Friday, January 16, 2009

No Child Left Unexamined

The current (and not for long) US President once instituted an educational plan with the tagname 'No Child Left Behind'. In that, he seemed to be creating a hugely magnified echo of the Atlantean examination system. (For more about Atlantis, search this blog for 'Atlantis' or 'Atlantean'.)

The Atlantean examination system came from obvious origins. Atlantis was colonised by a sea power of old, a leviathan that once encircled the world with its mighty lamps and scales. From that power, the prescribed examinations for the elite were borrowed. An examination meant for the top 10% of the population became the norm. In saying this, I am merely recounting what the official story has proclaimed. There is nothing scurrilous here.

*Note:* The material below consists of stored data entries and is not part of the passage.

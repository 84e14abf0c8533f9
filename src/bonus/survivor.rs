//! Survivor pool
//!
//! Each regular-season week the lowest scorer among the teams still alive is
//! eliminated. The last team standing collects the survivor bonus.

use super::BonusEngine;
use crate::config::Config;
use crate::error::Result;
use crate::season::SeasonMatchups;
use crate::store::{documents, load_doc, save_doc, ResultStore};
use crate::types::{SurvivorElimination, SurvivorResult, Team};
use rust_decimal::Decimal;
use std::collections::{BTreeMap, HashMap};
use std::ops::RangeInclusive;
use tracing::{debug, info, warn};

#[derive(Debug, Clone)]
pub struct SurvivorConfig {
    pub bonus: Decimal,
    pub regular_season_weeks: u32,
}

impl From<&Config> for SurvivorConfig {
    fn from(config: &Config) -> Self {
        Self {
            bonus: config.financial.survivor_bonus,
            regular_season_weeks: config.game.regular_season_weeks,
        }
    }
}

pub struct SurvivorEngine {
    config: SurvivorConfig,
}

impl SurvivorEngine {
    pub fn new(config: SurvivorConfig) -> Self {
        Self { config }
    }

    /// Continue the pool from `prior` using the stored weeks.
    ///
    /// Ties for the lowest score eliminate the team with the smallest key.
    /// Weeks with no stored document are skipped.
    pub fn compute(
        &self,
        roster: &[Team],
        season: &SeasonMatchups,
        prior: &SurvivorResult,
    ) -> SurvivorResult {
        let mut result = prior.clone();
        if result.is_complete() {
            return result;
        }

        // key -> name, ordered so ties resolve by key
        let mut active: BTreeMap<&str, &str> = roster
            .iter()
            .filter(|t| !prior.is_eliminated(&t.team_key))
            .map(|t| (t.team_key.as_str(), t.team_name.as_str()))
            .collect();
        let key_by_name: HashMap<&str, &str> = roster
            .iter()
            .map(|t| (t.team_name.as_str(), t.team_key.as_str()))
            .collect();

        for week in self.weeks() {
            if active.len() <= 1 {
                break;
            }
            if result.eliminated_week(week) {
                continue;
            }

            let Some(records) = season.week(week) else {
                debug!("Survivor: no data for week {}, skipping", week);
                continue;
            };

            let mut lowest: Option<(Decimal, &str)> = None;
            for record in records {
                for (key, name, points) in record.sides() {
                    // Older records carry no opponent key
                    let key = if key.is_empty() {
                        match key_by_name.get(name) {
                            Some(k) => *k,
                            None => continue,
                        }
                    } else {
                        key
                    };

                    let Some((&active_key, _)) = active.get_key_value(key) else {
                        continue;
                    };
                    let candidate = (points, active_key);
                    if lowest.map_or(true, |current| candidate < current) {
                        lowest = Some(candidate);
                    }
                }
            }

            let Some((score, key)) = lowest else {
                warn!("Survivor: no active teams found in week {}", week);
                continue;
            };

            if let Some(name) = active.remove(key) {
                info!("Week {}: {} eliminated with {} points", week, name, score);
                result.eliminations.push(SurvivorElimination {
                    week,
                    team_key: key.to_string(),
                    team_name: name.to_string(),
                    score,
                });
            }
        }

        if active.len() == 1 {
            if let Some((key, name)) = active.into_iter().next() {
                info!("Survivor pool winner: {}", name);
                result.winner = Some(name.to_string());
                result.winner_key = Some(key.to_string());
                result.bonus = self.config.bonus;
            }
        }

        result
    }

    /// Resume from the stored result, then persist the updated pool
    pub async fn run(&self, store: &dyn ResultStore, roster: &[Team]) -> Result<SurvivorResult> {
        let prior = match load_doc::<SurvivorResult>(store, documents::SURVIVOR).await {
            Ok(prior) => prior.unwrap_or_default(),
            Err(e) if e.is_skippable() => {
                warn!("Ignoring unreadable survivor results: {}", e);
                SurvivorResult::default()
            }
            Err(e) => return Err(e),
        };

        let season = SeasonMatchups::load(store, self.weeks()).await?;
        let result = self.compute(roster, &season, &prior);

        save_doc(store, documents::SURVIVOR, &result).await?;
        Ok(result)
    }
}

impl BonusEngine for SurvivorEngine {
    fn weeks(&self) -> RangeInclusive<u32> {
        1..=self.config.regular_season_weeks
    }

    fn name(&self) -> &'static str {
        "Survivor Pool"
    }
}

#[cfg(test)]
mod tests {
    use super::*;
    use crate::store::MemoryStore;
    use crate::types::{GameStatus, MatchupRecord, TeamMatchup};
    use rust_decimal_macros::dec;

    fn roster(names: &[&str]) -> Vec<Team> {
        names
            .iter()
            .enumerate()
            .map(|(i, name)| Team {
                team_key: format!("k{}", i + 1),
                team_id: (i + 1).to_string(),
                team_name: name.to_string(),
            })
            .collect()
    }

    fn record(week: u32, a: &Team, a_pts: Decimal, b: &Team, b_pts: Decimal) -> MatchupRecord {
        MatchupRecord::from_matchup(
            a,
            &TeamMatchup {
                week,
                status: GameStatus::Final,
                team_points: a_pts,
                opponent_points: b_pts,
                opponent_key: b.team_key.clone(),
                opponent_name: b.team_name.clone(),
            },
        )
    }

    fn engine() -> SurvivorEngine {
        SurvivorEngine::new(SurvivorConfig {
            bonus: dec!(50),
            regular_season_weeks: 13,
        })
    }

    /// Round-robin style weeks where every team plays; scores given per team
    fn week_of(week: u32, teams: &[Team], scores: &[Decimal]) -> Vec<MatchupRecord> {
        teams
            .chunks(2)
            .zip(scores.chunks(2))
            .map(|(pair, pts)| match (pair, pts) {
                ([a, b], [pa, pb]) => record(week, a, *pa, b, *pb),
                ([a], [pa]) => record(week, a, *pa, a, *pa),
                _ => unreachable!(),
            })
            .collect()
    }

    #[test]
    fn test_lowest_scorer_eliminated_each_week() {
        let teams = roster(&["A", "B", "C", "D"]);
        let mut season = SeasonMatchups::new();
        season.insert(1, week_of(1, &teams, &[dec!(100), dec!(80), dec!(90), dec!(85)]));
        season.insert(2, vec![
            record(2, &teams[0], dec!(70), &teams[2], dec!(95)),
            record(2, &teams[3], dec!(88), &teams[1], dec!(10)),
        ]);
        season.insert(3, vec![record(3, &teams[2], dec!(60), &teams[3], dec!(61))]);

        let result = engine().compute(&teams, &season, &SurvivorResult::default());

        let eliminated: Vec<_> = result.eliminations.iter().map(|e| e.team_name.as_str()).collect();
        assert_eq!(eliminated, vec!["B", "A", "C"]);
        assert_eq!(result.winner.as_deref(), Some("D"));
        assert_eq!(result.winner_key.as_deref(), Some("k4"));
        assert_eq!(result.bonus, dec!(50));
    }

    #[test]
    fn test_eliminated_team_never_returns() {
        let teams = roster(&["A", "B", "C"]);
        let mut season = SeasonMatchups::new();
        season.insert(1, vec![record(1, &teams[0], dec!(50), &teams[1], dec!(90))]);
        // A is already out; its low score must not matter
        season.insert(2, vec![
            record(2, &teams[0], dec!(1), &teams[1], dec!(70)),
            record(2, &teams[2], dec!(80), &teams[2], dec!(80)),
        ]);

        let result = engine().compute(&teams, &season, &SurvivorResult::default());
        assert_eq!(result.eliminations.len(), 2);
        assert_eq!(result.eliminations[0].team_name, "A");
        assert_eq!(result.eliminations[1].team_name, "B");
        assert_eq!(result.winner.as_deref(), Some("C"));
    }

    #[test]
    fn test_tie_eliminates_smallest_key() {
        let teams = roster(&["A", "B", "C"]);
        let mut season = SeasonMatchups::new();
        season.insert(1, vec![
            record(1, &teams[2], dec!(75), &teams[1], dec!(75)),
            record(1, &teams[0], dec!(100), &teams[0], dec!(100)),
        ]);

        let result = engine().compute(&teams, &season, &SurvivorResult::default());
        assert_eq!(result.eliminations.len(), 1);
        assert_eq!(result.eliminations[0].team_key, "k2");
        assert!(result.winner.is_none());
        assert_eq!(result.bonus, Decimal::ZERO);
    }

    #[test]
    fn test_missing_week_is_skipped() {
        let teams = roster(&["A", "B", "C"]);
        let mut season = SeasonMatchups::new();
        // C on a bye in week 1, no document at all for week 2
        season.insert(1, vec![
            record(1, &teams[0], dec!(50), &teams[1], dec!(90)),
            record(1, &teams[2], dec!(95), &teams[2], dec!(95)),
        ]);
        season.insert(3, vec![record(3, &teams[1], dec!(40), &teams[2], dec!(90))]);

        let result = engine().compute(&teams, &season, &SurvivorResult::default());
        let eliminated: Vec<_> = result
            .eliminations
            .iter()
            .map(|e| (e.week, e.team_name.as_str()))
            .collect();
        assert_eq!(eliminated, vec![(1, "A"), (3, "B")]);
        assert_eq!(result.winner.as_deref(), Some("C"));
        assert_eq!(result.bonus, dec!(50));
    }

    #[test]
    fn test_resumes_from_prior_result() {
        let teams = roster(&["A", "B", "C"]);
        let mut season = SeasonMatchups::new();
        season.insert(1, vec![record(1, &teams[0], dec!(50), &teams[1], dec!(90))]);
        season.insert(2, vec![record(2, &teams[1], dec!(40), &teams[2], dec!(90))]);

        let first = engine().compute(&teams, &season, &SurvivorResult::default());
        let again = engine().compute(&teams, &season, &first);
        assert_eq!(first, again);

        let partial = SurvivorResult {
            eliminations: first.eliminations[..1].to_vec(),
            ..SurvivorResult::default()
        };
        assert_eq!(engine().compute(&teams, &season, &partial), first);
    }

    #[test]
    fn test_week_without_active_teams_is_skipped() {
        let teams = roster(&["A", "B", "C"]);
        let stranger = Team {
            team_key: "x".into(),
            team_id: "9".into(),
            team_name: "X".into(),
        };
        let mut season = SeasonMatchups::new();
        season.insert(1, vec![record(1, &stranger, dec!(1), &stranger, dec!(1))]);
        season.insert(2, vec![record(2, &teams[0], dec!(10), &teams[1], dec!(20))]);

        let result = engine().compute(&teams, &season, &SurvivorResult::default());
        assert_eq!(result.eliminations.len(), 1);
        assert_eq!(result.eliminations[0].week, 2);
    }

    #[tokio::test]
    async fn test_run_persists_and_is_repeatable() {
        let store = MemoryStore::new();
        let teams = roster(&["A", "B"]);
        crate::store::save_doc(
            &store,
            &documents::week_matchups(1),
            &vec![record(1, &teams[0], dec!(50), &teams[1], dec!(90))],
        )
        .await
        .unwrap();

        let first = engine().run(&store, &teams).await.unwrap();
        let second = engine().run(&store, &teams).await.unwrap();
        assert_eq!(first, second);
        assert_eq!(first.winner.as_deref(), Some("B"));

        let stored: SurvivorResult = load_doc(&store, documents::SURVIVOR).await.unwrap().unwrap();
        assert_eq!(stored, first);
    }
}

But take a moment to reflect. Right at the beginning, the form and substance of examination was already pegged to the top 10% of the world-spanning elite. This very same examination was then refined, made tougher, made more substantial, tweaked in arcane and dangerous ways. It is the current means of testing in present-day Atlantis. And hardly anyone complains that it is hard.

The warlords and savants of Atlantis (sometimes, they are one and the same) have so deeply ingrained a culture of imperial national examinations in the populace that local students are on average far better educated in technical subjects than their peers overseas. This happy state of affairs means that almost any child of Atlantis can, if he wishes to and finds it affordable, go elsewhere to make a living.

In that sense, no child has been left behind; every child is exposed to the system early, and hardly anyone is left on the hillside for the wolves. But there are still gaps. The cost of overclocking the central processing units of an entire nation has yet to manifest fully; let us hope the burnout is containable, and that there is indeed a better age ahead.